### Goal of the exercise
Retrieve every line of the data holding the word "kind".

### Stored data
#[test]
fn chord_with_arp_steps_through_the_chord() {
    enable_logging();
    let bytes = compile("C: triad 0 2 4\nA: up 0 1 2\nCtriad~up\n").unwrap();
    let bodies = track_bodies(&bytes);
    let events = playback_events(bodies[0], true);
    let ons: Vec<u8> = events
        .iter()
        .filter(|e| e.bytes[0] == 0x90)
        .map(|e| e.bytes[1])
        .collect();
    // octave 3, root C, offsets 0 2 4
    assert_eq!(vec![36, 38, 40], ons);
    // arp offs land exactly at the note end, no one-tick gap
    assert_eq!(96, events[1].delta);
    assert_eq!(&[0x80, 36, 127], events[1].bytes.as_slice());
    // the whole arp fits in one bar
    let last_on_time: u32 = events
        .iter()
        .take_while(|e| e.bytes[0] != 0xB0)
        .map(|e| e.delta)
        .sum();
    assert!(last_on_time <= 384);
}

#[test]
fn plain_chord_holds_for_one_bar() {
    enable_logging();
    let bytes = compile("Cmaj\n").unwrap();
    let bodies = track_bodies(&bytes);
    let events = playback_events(bodies[0], true);
    let ons: Vec<u8> = events
        .iter()
        .filter(|e| e.bytes[0] == 0x90)
        .map(|e| e.bytes[1])
        .collect();
    assert_eq!(vec![36, 40, 43], ons);
    // all three start together and release one tick before the bar ends
    assert_eq!(0, events[0].delta + events[1].delta + events[2].delta);
    let offs: Vec<&RawEvent> = events.iter().filter(|e| e.bytes[0] == 0x80).collect();
    assert_eq!(3, offs.len());
    let first_off_time: u32 = events
        .iter()
        .take_while(|e| e.bytes[0] != 0x80)
        .map(|e| e.delta)
        .sum::<u32>()
        + offs[0].delta;
    assert_eq!(383, first_off_time);
}

#[test]
fn bar_overrun_fails() {
    enable_logging();
    let err = compile("c5/4 c5/4 c5/4 c5/4 c5/4 |\n").unwrap_err();
    let fault = err.compile_error().expect("compile error details");
    assert_eq!(CompileErrorKind::BarOverrun, fault.kind());
    assert_eq!(1, fault.line());
    assert_eq!(6, fault.column());
    assert_eq!("|", fault.word());
}

#[test]
fn held_note_releases_one_tick_before_its_successor() {
    enable_logging();
    let bytes = compile("c5_ d5\n").unwrap();
    let bodies = track_bodies(&bytes);
    let events = playback_events(bodies[0], true);
    // c starts, d's note-on is preceded by c's off at one tick earlier, velocity 0
    assert_eq!((0, vec![0x90, 60, 127]), (events[0].delta, events[0].bytes.clone()));
    assert_eq!((95, vec![0x80, 60, 0]), (events[1].delta, events[1].bytes.clone()));
    assert_eq!((1, vec![0x90, 62, 127]), (events[2].delta, events[2].bytes.clone()));
    assert_eq!((95, vec![0x80, 62, 127]), (events[3].delta, events[3].bytes.clone()));
}

#[test]
fn trailing_held_note_never_releases() {
    enable_logging();
    let bytes = compile("c5_\n").unwrap();
    let bodies = track_bodies(&bytes);
    let events = playback_events(bodies[0], true);
    assert_eq!(&[0x90, 60, 127], events[0].bytes.as_slice());
    assert!(events.iter().all(|e| e.bytes[0] != 0x80));
}

#[test]
fn held_note_releases_at_the_end_of_a_following_pause() {
    enable_logging();
    let bytes = compile("c5_ o/4\n").unwrap();
    let bodies = track_bodies(&bytes);
    let events = playback_events(bodies[0], true);
    assert_eq!((0, vec![0x90, 60, 127]), (events[0].delta, events[0].bytes.clone()));
    // the pause runs to tick 192 and the off lands there, velocity 0
    assert_eq!((192, vec![0x80, 60, 0]), (events[1].delta, events[1].bytes.clone()));
}

#[test]
fn time_group_layers_notes() {
    enable_logging();
    let bytes = compile("( c5/4 g5/2 )\nc5/4\n").unwrap();
    let bodies = track_bodies(&bytes);
    let events = playback_events(bodies[0], true);
    // both group notes start at tick 0
    assert_eq!((0, vec![0x90, 60, 127]), (events[0].delta, events[0].bytes.clone()));
    assert_eq!((0, vec![0x90, 67, 127]), (events[1].delta, events[1].bytes.clone()));
    assert_eq!((95, vec![0x80, 60, 127]), (events[2].delta, events[2].bytes.clone()));
    assert_eq!((96, vec![0x80, 67, 127]), (events[3].delta, events[3].bytes.clone()));
    // the group advanced the bar by its longest member; the line then pads to the bar,
    // so the next note starts at tick 384
    assert_eq!((193, vec![0x90, 60, 127]), (events[4].delta, events[4].bytes.clone()));
}

#[test]
fn time_block_layers_lines_and_tracks() {
    enable_logging();
    let bytes = compile("[\nc5/1\nTICK: x x x x\n]\nc5/4\n").unwrap();
    assert_eq!(1, declared_format(&bytes));
    assert_eq!(2, declared_tracks(&bytes));

    let bodies = track_bodies(&bytes);
    // tracks come out in name order: DRUM before INST
    let drum = playback_events(bodies[0], true);
    let inst = playback_events(bodies[1], false);

    // four beats on channel 9 starting at tick 0, the default key
    let beats: Vec<&RawEvent> = drum.iter().filter(|e| e.bytes[0] == 0x99).collect();
    assert_eq!(4, beats.len());
    assert_eq!(&[0x99, 31, 127], beats[0].bytes.as_slice());
    assert_eq!(0, beats[0].delta);

    // after the block both lines have elapsed; the instrument line resumes at 384
    let whole_note_off: u32 = inst[0].delta + inst[1].delta;
    assert_eq!(383, whole_note_off);
    assert_eq!((1, vec![0x90, 60, 127]), (inst[2].delta, inst[2].bytes.clone()));
}

#[test]
fn tempo_change_emits_all_notes_off_then_tempo_meta() {
    enable_logging();
    let bytes = compile("c5/4 bpm=100 c5/4\n").unwrap();
    let bodies = track_bodies(&bytes);
    let events = playback_events(bodies[0], true);
    // note, its off, then the channel silencer at the same tick as the tempo meta
    assert_eq!((1, vec![0xB0, 0x7B, 0x00]), (events[2].delta, events[2].bytes.clone()));
    // 60,000,000 / 100 = 600,000 microseconds per quarter
    assert_eq!(
        (0, vec![0xFF, 0x51, 0x03, 0x09, 0x27, 0xC0]),
        (events[3].delta, events[3].bytes.clone())
    );
    // the second note keeps its absolute position
    assert_eq!((0, vec![0x90, 60, 127]), (events[4].delta, events[4].bytes.clone()));
}

#[test]
fn base_note_turns_numbers_into_offsets() {
    enable_logging();
    let bytes = compile("c5: 0 4 7\n").unwrap();
    let bodies = track_bodies(&bytes);
    let events = playback_events(bodies[0], true);
    let ons: Vec<u8> = events
        .iter()
        .filter(|e| e.bytes[0] == 0x90)
        .map(|e| e.bytes[1])
        .collect();
    assert_eq!(vec![60, 64, 67], ons);
}

#[test]
fn controller_words_emit_control_changes() {
    enable_logging();
    let bytes = compile("@vol=100 @007=64 @pan=32\n").unwrap();
    let bodies = track_bodies(&bytes);
    let events = playback_events(bodies[0], true);
    assert_eq!((0, vec![0xB0, 7, 100]), (events[0].delta, events[0].bytes.clone()));
    assert_eq!((0, vec![0xB0, 7, 64]), (events[1].delta, events[1].bytes.clone()));
    assert_eq!((0, vec![0xB0, 10, 32]), (events[2].delta, events[2].bytes.clone()));
}

#[test]
fn macros_expand_and_repeat() {
    enable_logging();
    let bytes = compile("M: riff { c4 d4 }\nriff *1\n").unwrap();
    let bodies = track_bodies(&bytes);
    let events = playback_events(bodies[0], true);
    let ons: Vec<u8> = events
        .iter()
        .filter(|e| e.bytes[0] == 0x90)
        .map(|e| e.bytes[1])
        .collect();
    // one expansion plus one repeat
    assert_eq!(vec![48, 50, 48, 50], ons);
}

#[test]
fn drum_definitions_pick_key_and_kit() {
    enable_logging();
    let bytes = compile("H: drk=16\nD: kick key=36\nkick x x\n").unwrap();
    assert_eq!(2, declared_tracks(&bytes));
    let bodies = track_bodies(&bytes);
    let drum = events_of(bodies[0]);
    // drum track preamble: device name DRUM, bank select, program change to the kit
    assert_eq!(
        vec![0xFF, 0x09, 0x04, b'D', b'R', b'U', b'M'],
        drum[3].bytes
    );
    assert_eq!(vec![0xB9, 0x00, 0x00], drum[4].bytes);
    assert_eq!(vec![0xC9, 16], drum[5].bytes);
    // the beats strike the defined key on channel 9
    let ons: Vec<&RawEvent> = drum.iter().filter(|e| e.bytes[0] == 0x99).collect();
    assert_eq!(2, ons.len());
    assert_eq!(&[0x99, 36, 127], ons[0].bytes.as_slice());
}

#[test]
fn instrument_switch_emits_bank_and_program() {
    enable_logging();
    let bytes = compile("I: piano chn=1 bnk=2 prg=3\npiano c5/4\n").unwrap();
    assert_eq!(2, declared_tracks(&bytes));
    let bodies = track_bodies(&bytes);
    // INST sorts before piano; the piano track carries the switch events and the note
    let piano = playback_events(bodies[1], false);
    assert_eq!((0, vec![0xB1, 0x00, 0x02]), (piano[0].delta, piano[0].bytes.clone()));
    assert_eq!((0, vec![0xC1, 0x03]), (piano[1].delta, piano[1].bytes.clone()));
    assert_eq!((0, vec![0x91, 60, 127]), (piano[2].delta, piano[2].bytes.clone()));
}

#[test]
fn octave_errors_point_at_the_word() {
    enable_logging();
    let err = compile("c4 c9>>\n").unwrap_err();
    let fault = err.compile_error().expect("compile error details");
    assert_eq!(CompileErrorKind::OctaveRange, fault.kind());
    assert_eq!(1, fault.line());
    assert_eq!(2, fault.column());
    assert_eq!("c9>>", fault.word());
}

#[test]
fn pitch_overflow_is_rejected() {
    enable_logging();
    let err = compile("b10#\n").unwrap_err();
    let fault = err.compile_error().expect("compile error details");
    assert_eq!(CompileErrorKind::NoteRange, fault.kind());
}

#[test]
fn bar_change_rescales_the_line() {
    enable_logging();
    // 3/4 bars are 288 ticks; three quarters fill one exactly
    let bytes = compile("bar=3/4\nc5/4 c5/4 c5/4 |\nc5/4\n").unwrap();
    let bodies = track_bodies(&bytes);
    let events = playback_events(bodies[0], true);
    // the fourth note starts right at the next bar, tick 288
    let fourth_on_time: u32 = events.iter().take(7).map(|e| e.delta).sum();
    assert_eq!(288, fourth_on_time);
    assert_eq!(&[0x90, 60, 127], events[6].bytes.as_slice());
}

#[test]
fn produced_files_are_structurally_sound() {
    enable_logging();
    let sources = [
        "H: song\n",
        "c5/4 d e f |\n",
        "C: triad 0 2 4\nA: up 0 1 2 ( 0 1 ) |\nCtriad~up Cmaj\n",
        "M: riff { c4 d4\ne4 }\nriff riff *2\n",
        "TICK: x x x x |\nc5/8 d e f g a b c6\n",
        "I: lead chn=2\nlead c5/4 @vol=90 c5/4 bpm=200 c5/4\n",
        "[\nc5/1\nTICK: x x x x\n]\nCmaj // chord after a block\n",
        "a4: 0 2 4 /* and */ 5\n",
    ];
    for source in &sources {
        let bytes = compile(source).unwrap_or_else(|e| panic!("{}: {}", source, e));
        // MThd with length six
        assert_eq!(b"MThd", &bytes[0..4]);
        assert_eq!(&[0x00, 0x00, 0x00, 0x06], &bytes[4..8]);
        let bodies = track_bodies(&bytes);
        assert_eq!(usize::from(declared_tracks(&bytes)), bodies.len());
        // format 0 exactly when there is one track
        let expected_format = if bodies.len() == 1 { 0 } else { 1 };
        assert_eq!(expected_format, declared_format(&bytes));
        for body in &bodies {
            // every track ends with end-of-track
            assert_eq!(&[0x00, 0xFF, 0x2F, 0x00], &body[body.len() - 4..]);
            // the event walk consumes the body exactly
            let _ = delta_sum(body);
            // every note-on is matched by a later note-off on the same pitch
            let events = events_of(body);
            for (ix, event) in events.iter().enumerate() {
                if event.bytes[0] & 0xF0 == 0x90 && event.bytes[2] > 0 {
                    let pitch = event.bytes[1];
                    let channel = event.bytes[0] & 0x0F;
                    assert!(
                        events[ix + 1..].iter().any(|later| {
                            later.bytes[0] == (0x80 | channel) && later.bytes[1] == pitch
                        }),
                        "unmatched note-on in {:?}",
                        source
                    );
                }
            }
        }
    }
}

#[test]
fn compilations_are_reproducible() {
    enable_logging();
    let source = "C: triad 0 2 4\nA: up 0 1 2\nc5/4 Ctriad~up\nTICK: x x\n";
    let first = compile(source).unwrap();
    let second = compile(source).unwrap();
    assert_eq!(first, second);
}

### Exercise response
    assert_eq!(CompileErrorKind::BarOverrun, fault.kind());
    assert_eq!(CompileErrorKind::OctaveRange, fault.kind());
    assert_eq!(CompileErrorKind::NoteRange, fault.kind());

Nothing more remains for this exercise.